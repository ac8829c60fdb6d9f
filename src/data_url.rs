//! Data URL encoding for uploaded images.
//!
//! An uploaded image is held as `data:<mime>;base64,<payload>`, the same
//! string a browser `FileReader.readAsDataURL` produces. Only PNG and JPEG
//! payloads are accepted.

use base64::Engine as _;
use base64::engine::general_purpose::STANDARD;
use thiserror::Error;

/// PNG signature: 89 50 4E 47 0D 0A 1A 0A
const PNG_MAGIC: [u8; 8] = [0x89, 0x50, 0x4E, 0x47, 0x0D, 0x0A, 0x1A, 0x0A];

/// JPEG SOI marker followed by the first segment marker: FF D8 FF
const JPEG_MAGIC: [u8; 3] = [0xFF, 0xD8, 0xFF];

/// Errors produced while parsing a data URL.
#[derive(Error, Debug)]
pub enum DataUrlError {
    /// The string does not start with `data:`
    #[error("not a data URL")]
    MissingScheme,

    /// No comma separating the header from the payload
    #[error("data URL has no payload separator")]
    MissingPayload,

    /// Only base64 payloads are produced and accepted
    #[error("data URL payload is not base64 encoded")]
    NotBase64,

    /// The declared media type is not an accepted image type
    #[error("unsupported media type '{0}'")]
    UnsupportedMime(String),

    /// Payload failed to decode
    #[error("invalid base64 payload: {0}")]
    Base64(#[from] base64::DecodeError),
}

/// Image formats accepted for upload.
#[derive(Debug, Clone, Copy, PartialEq, Eq)]
pub enum ImageMime {
    /// Portable Network Graphics
    Png,
    /// JPEG / JFIF
    Jpeg,
}

impl ImageMime {
    /// The IANA media type string.
    pub fn as_str(&self) -> &'static str {
        match self {
            ImageMime::Png => "image/png",
            ImageMime::Jpeg => "image/jpeg",
        }
    }

    /// File extensions (lowercase, no dot) this format is known by.
    pub fn extensions(&self) -> &'static [&'static str] {
        match self {
            ImageMime::Png => &["png"],
            ImageMime::Jpeg => &["jpg", "jpeg"],
        }
    }

    /// All accepted formats.
    pub fn all() -> &'static [ImageMime] {
        &[ImageMime::Png, ImageMime::Jpeg]
    }

    /// Parse a media type string, ignoring case and parameters.
    pub fn from_mime(mime: &str) -> Option<Self> {
        let essence = mime.split(';').next().unwrap_or_default().trim();
        match essence.to_ascii_lowercase().as_str() {
            "image/png" => Some(ImageMime::Png),
            // image/jpg is non-standard but common in the wild
            "image/jpeg" | "image/jpg" | "image/pjpeg" => Some(ImageMime::Jpeg),
            _ => None,
        }
    }

    /// Guess the format from a file name's extension.
    pub fn from_file_name(name: &str) -> Option<Self> {
        let (_, ext) = name.rsplit_once('.')?;
        let ext = ext.to_ascii_lowercase();
        Self::all()
            .iter()
            .copied()
            .find(|mime| mime.extensions().contains(&ext.as_str()))
    }

    /// Detect the format from leading magic bytes.
    pub fn sniff(data: &[u8]) -> Option<Self> {
        if data.starts_with(&PNG_MAGIC) {
            Some(ImageMime::Png)
        } else if data.starts_with(&JPEG_MAGIC) {
            Some(ImageMime::Jpeg)
        } else {
            None
        }
    }

    /// The matching `image` crate format.
    pub fn image_format(&self) -> image::ImageFormat {
        match self {
            ImageMime::Png => image::ImageFormat::Png,
            ImageMime::Jpeg => image::ImageFormat::Jpeg,
        }
    }
}

/// Encode bytes as a base64 data URL with the given media type.
pub fn encode(mime: &str, data: &[u8]) -> String {
    format!("data:{};base64,{}", mime, STANDARD.encode(data))
}

/// A parsed data URL.
#[derive(Debug, Clone, PartialEq, Eq)]
pub struct DataUrl {
    mime: String,
    data: Vec<u8>,
}

impl DataUrl {
    /// Parse a `data:<mime>;base64,<payload>` string.
    pub fn parse(url: &str) -> Result<Self, DataUrlError> {
        let rest = url
            .strip_prefix("data:")
            .ok_or(DataUrlError::MissingScheme)?;
        let (header, payload) = rest.split_once(',').ok_or(DataUrlError::MissingPayload)?;

        let mut parts = header.split(';');
        let mime = parts.next().unwrap_or_default().trim().to_string();
        if !parts.any(|p| p.trim().eq_ignore_ascii_case("base64")) {
            return Err(DataUrlError::NotBase64);
        }

        let data = STANDARD.decode(payload.trim())?;
        Ok(Self { mime, data })
    }

    /// The declared media type (may be empty).
    pub fn mime(&self) -> &str {
        &self.mime
    }

    /// The decoded payload.
    pub fn data(&self) -> &[u8] {
        &self.data
    }

    /// Consume and return the payload.
    pub fn into_data(self) -> Vec<u8> {
        self.data
    }

    /// The accepted image format this URL declares.
    pub fn image_mime(&self) -> Result<ImageMime, DataUrlError> {
        ImageMime::from_mime(&self.mime)
            .ok_or_else(|| DataUrlError::UnsupportedMime(self.mime.clone()))
    }
}

#[cfg(test)]
mod tests {
    use super::*;

    #[test]
    fn test_encode_matches_reader_output() {
        assert_eq!(encode("image/png", b"abc"), "data:image/png;base64,YWJj");
    }

    #[test]
    fn test_parse_payload() {
        let url = DataUrl::parse("data:image/jpeg;base64,YWJj").unwrap();
        assert_eq!(url.mime(), "image/jpeg");
        assert_eq!(url.data(), b"abc");
        assert_eq!(url.image_mime().unwrap(), ImageMime::Jpeg);
    }

    #[test]
    fn test_parse_rejects_non_data_urls() {
        assert!(matches!(
            DataUrl::parse("https://example.com/a.png"),
            Err(DataUrlError::MissingScheme)
        ));
        assert!(matches!(
            DataUrl::parse("data:image/png;base64"),
            Err(DataUrlError::MissingPayload)
        ));
        assert!(matches!(
            DataUrl::parse("data:text/plain,hello"),
            Err(DataUrlError::NotBase64)
        ));
        assert!(matches!(
            DataUrl::parse("data:image/png;base64,***"),
            Err(DataUrlError::Base64(_))
        ));
    }

    #[test]
    fn test_unsupported_mime() {
        let url = DataUrl::parse("data:image/gif;base64,YWJj").unwrap();
        assert!(matches!(
            url.image_mime(),
            Err(DataUrlError::UnsupportedMime(m)) if m == "image/gif"
        ));
    }

    #[test]
    fn test_mime_from_name_and_type() {
        assert_eq!(ImageMime::from_file_name("photo.JPG"), Some(ImageMime::Jpeg));
        assert_eq!(ImageMime::from_file_name("a.b.png"), Some(ImageMime::Png));
        assert_eq!(ImageMime::from_file_name("notes.txt"), None);
        assert_eq!(ImageMime::from_file_name("png"), None);
        assert_eq!(ImageMime::from_mime("IMAGE/PNG"), Some(ImageMime::Png));
        assert_eq!(ImageMime::from_mime("image/webp"), None);
    }

    #[test]
    fn test_magic_detection() {
        assert_eq!(ImageMime::sniff(&PNG_MAGIC), Some(ImageMime::Png));
        assert_eq!(
            ImageMime::sniff(&[0xFF, 0xD8, 0xFF, 0xE0, 0x00, 0x10]),
            Some(ImageMime::Jpeg)
        );
        assert_eq!(ImageMime::sniff(b"GIF89a"), None);
        assert_eq!(ImageMime::sniff(&[]), None);
    }
}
☆ ☆ ☆ ☆ ☆
● **WORK TO COMPLETE**:
Which lines in the records above contain the word "accepted"? Return each of them.

● **YOUR RESPONSE**:
//! payloads are accepted.
    /// Only base64 payloads are produced and accepted
    /// The declared media type is not an accepted image type
/// Image formats accepted for upload.
    /// All accepted formats.
    /// The accepted image format this URL declares.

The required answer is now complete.